## [WORK INSTRUCTIONS]
Return every line below in which "written" appears.

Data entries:
== == ==

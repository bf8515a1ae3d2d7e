//! LedgerService: record lifecycle, accounts, settings and statistics.
//!
//! Takes port traits via `Arc<dyn PortTrait>` so the same logic runs against
//! Postgres or the in-memory store. Every method takes `&Principal`
//! explicitly and enforces the role × scope policy itself; callers never
//! pre-filter.

use std::sync::Arc;

use async_trait::async_trait;
use chrono::{Datelike, Utc};
use serde::Deserialize;

use crate::audit::{clamp_page, AuditAction, AuditDraft, LogPage, LOG_PAGE_SIZE};
use crate::derivation::{derive, CounterInputs};
use crate::edit::{FieldEdit, InlineUpdateOutcome};
use crate::error::TallyError;
use crate::policy::Capability;
use crate::ports::{AuditStore, RecordStore, SettingsStore, UserStore};
use crate::principal::Principal;
use crate::settings::{
    default_stats_title, monthly_title_key, stats_label_key, stats_title_key, ScopeLabels,
    DEFAULT_MONTHLY_TITLE, DEFAULT_STATS_LABEL,
};
use crate::stats::{clamp_limit, fill_months, LeaderboardEntry, MonthlyTotal};
use crate::types::{
    NewRecord, NewUser, Position, Record, Role, Scope, ScopeGrant, UserSummary, ROOT_USERNAME,
};

pub type Result<T> = std::result::Result<T, TallyError>;

/// Password given to the root account the first time it is seeded.
pub const DEFAULT_ROOT_PASSWORD: &str = "admin";

// ── Request shapes ────────────────────────────────────────────

/// A new record as submitted. Position text outside the enum falls back to Intern;
/// the name is trimmed and may be blank.
#[derive(Debug, Clone, Default, Deserialize)]
pub struct RecordInput {
    #[serde(default)]
    pub position: String,
    #[serde(default)]
    pub name: String,
    #[serde(flatten)]
    pub counters: CounterInputs,
}

#[derive(Debug, Clone, Deserialize)]
pub struct AccountRequest {
    pub username: String,
    pub password: String,
    #[serde(default)]
    pub role: Option<String>,
    #[serde(default)]
    pub scope: Option<String>,
}

/// Target of a root-only data wipe.
#[derive(Debug, Clone, Copy, PartialEq, Eq)]
pub enum ResetTarget {
    Scope(Scope),
    All,
}

impl ResetTarget {
    pub fn scopes(&self) -> Vec<Scope> {
        match self {
            ResetTarget::Scope(s) => vec![*s],
            ResetTarget::All => Scope::ALL.to_vec(),
        }
    }

    pub fn label(&self) -> &'static str {
        match self {
            ResetTarget::Scope(s) => s.as_str(),
            ResetTarget::All => "ALL",
        }
    }
}

// ── LedgerService trait ───────────────────────────────────────

#[async_trait]
pub trait LedgerService: Send + Sync {
    /// Seed the root account and default labels. Idempotent.
    async fn bootstrap(&self) -> Result<()>;

    /// Exact-match credential check.
    async fn authenticate(&self, username: &str, password: &str) -> Result<Principal>;

    /// Rebuild a principal from the durable user row. `None` when the account is gone.
    async fn load_principal(&self, username: &str) -> Result<Option<Principal>>;

    // records

    async fn list_records(&self, principal: &Principal, scope: Scope) -> Result<Vec<Record>>;

    async fn create_record(
        &self,
        principal: &Principal,
        scope: Scope,
        input: RecordInput,
    ) -> Result<Record>;

    async fn inline_update(
        &self,
        principal: &Principal,
        scope: Scope,
        record_id: i64,
        field: &str,
        value: &str,
    ) -> Result<InlineUpdateOutcome>;

    async fn delete_record(&self, principal: &Principal, scope: Scope, record_id: i64)
        -> Result<()>;

    /// Returns the number of records zeroed.
    async fn reset_scores(&self, principal: &Principal, scope: Scope) -> Result<u64>;

    /// Returns the number of records removed.
    async fn reset_all(&self, principal: &Principal, scope: Scope) -> Result<u64>;

    /// Root only.
    async fn admin_reset_data(&self, principal: &Principal, target: ResetTarget) -> Result<u64>;

    // audit log

    async fn audit_log(&self, principal: &Principal, page: i64) -> Result<LogPage>;

    // statistics

    async fn monthly_totals(
        &self,
        principal: &Principal,
        year: i32,
        scope: Option<Scope>,
    ) -> Result<Vec<MonthlyTotal>>;

    async fn top_scorers(
        &self,
        principal: &Principal,
        limit: Option<i64>,
        scope: Option<Scope>,
    ) -> Result<Vec<LeaderboardEntry>>;

    // accounts

    async fn create_account(
        &self,
        principal: &Principal,
        request: AccountRequest,
    ) -> Result<UserSummary>;

    async fn list_users(&self, principal: &Principal) -> Result<Vec<UserSummary>>;

    async fn update_user_role(
        &self,
        principal: &Principal,
        user_id: i64,
        role: &str,
    ) -> Result<UserSummary>;

    async fn update_user_scope(
        &self,
        principal: &Principal,
        user_id: i64,
        grant: &str,
    ) -> Result<UserSummary>;

    async fn delete_user(&self, principal: &Principal, user_id: i64) -> Result<()>;

    // settings

    async fn scope_labels(&self, principal: &Principal, scope: Scope) -> Result<ScopeLabels>;

    async fn update_monthly_title(
        &self,
        principal: &Principal,
        scope: Scope,
        title: &str,
    ) -> Result<ScopeLabels>;

    async fn update_stats_labels(
        &self,
        principal: &Principal,
        scope: Scope,
        title: &str,
        label: &str,
    ) -> Result<ScopeLabels>;
}
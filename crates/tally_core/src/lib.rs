//! Core of the unit tally: scoring, authorization policy and the record
//! lifecycle, written against storage port traits only.

pub mod audit;
pub mod derivation;
pub mod edit;
pub mod error;
pub mod memory;
pub mod policy;
pub mod ports;
pub mod principal;
pub mod service;
pub mod settings;
pub mod stats;
pub mod types;

pub use error::TallyError;
pub use principal::Principal;
pub use service::{LedgerService, LedgerServiceImpl};
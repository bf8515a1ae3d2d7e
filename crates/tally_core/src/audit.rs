//! Audit log vocabulary and paging.
//!
//! Entries are append-only. The only removal path is a scope wipe, which
//! cascades to entries whose `record_id` points into the wiped scope.

use std::fmt;

use chrono::{DateTime, Utc};
use serde::Serialize;

pub const LOG_PAGE_SIZE: u32 = 12;

/// Timestamp layout of `logs.time_text`.
pub const LOG_TIME_FORMAT: &str = "%d-%m-%Y %H:%M:%S";

#[derive(Debug, Clone, Copy, PartialEq, Eq, Hash, Serialize)]
#[serde(rename_all = "SCREAMING_SNAKE_CASE")]
pub enum AuditAction {
    Add,
    InlineEdit,
    Delete,
    ResetScores,
    ResetAll,
    ResetData,
    CreateAccount,
    EditRole,
    EditScope,
    DeleteUser,
    EditSettings,
}

impl AuditAction {
    pub fn as_str(&self) -> &'static str {
        match self {
            AuditAction::Add => "ADD",
            AuditAction::InlineEdit => "INLINE_EDIT",
            AuditAction::Delete => "DELETE",
            AuditAction::ResetScores => "RESET_SCORES",
            AuditAction::ResetAll => "RESET_ALL",
            AuditAction::ResetData => "RESET_DATA",
            AuditAction::CreateAccount => "CREATE_ACCOUNT",
            AuditAction::EditRole => "EDIT_ROLE",
            AuditAction::EditScope => "EDIT_SCOPE",
            AuditAction::DeleteUser => "DELETE_USER",
            AuditAction::EditSettings => "EDIT_SETTINGS",
        }
    }
}

impl fmt::Display for AuditAction {
    fn fmt(&self, f: &mut fmt::Formatter<'_>) -> fmt::Result {
        f.write_str(self.as_str())
    }
}

/// An entry waiting to be written in the same transaction as its mutation.
#[derive(Debug, Clone, PartialEq, Eq)]
pub struct AuditDraft {
    pub action: AuditAction,
    pub record_id: Option<i64>,
    pub actor: String,
    pub details: String,
    pub at: DateTime<Utc>,
}

impl AuditDraft {
    pub fn new(action: AuditAction, actor: impl Into<String>, details: impl Into<String>) -> Self {
        Self {
            action,
            record_id: None,
            actor: actor.into(),
            details: details.into(),
            at: Utc::now(),
        }
    }

    pub fn for_record(mut self, record_id: i64) -> Self {
        self.record_id = Some(record_id);
        self
    }

    /// Bulk operations only learn their row count inside the store transaction.
    pub fn with_affected(mut self, affected: u64) -> Self {
        self.details = format!("{} (affected={affected})", self.details);
        self
    }

    pub fn time_text(&self) -> String {
        self.at.format(LOG_TIME_FORMAT).to_string()
    }
}

#[derive(Debug, Clone, PartialEq, Eq, Serialize)]
pub struct LogEntry {
    pub id: i64,
    /// Stored as text so historical tags survive vocabulary changes.
    pub action: String,
    /// Weak reference; the record may no longer exist.
    pub record_id: Option<i64>,
    pub actor: String,
    pub time: String,
    pub details: String,
}

#[derive(Debug, Clone, PartialEq, Eq, Serialize)]
pub struct LogPage {
    pub entries: Vec<LogEntry>,
    pub page: u32,
    pub page_size: u32,
    pub total: u64,
    pub total_pages: u32,
}

/// Page numbers below 1 clamp to 1.
pub fn clamp_page(page: i64) -> u32 {
    page.clamp(1, u32::MAX as i64) as u32
}

pub fn page_offset(page: u32, page_size: u32) -> u64 {
    (page.max(1) as u64 - 1) * page_size as u64
}

/// At least one page, even when the log is empty.
pub fn total_pages(total: u64, page_size: u32) -> u32 {
    if total == 0 {
        return 1;
    }
    total.div_ceil(page_size as u64) as u32
}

== == ==

## [TASK RESULT]
//! lifecycle, written against storage port traits only.
/// An entry waiting to be written in the same transaction as its mutation.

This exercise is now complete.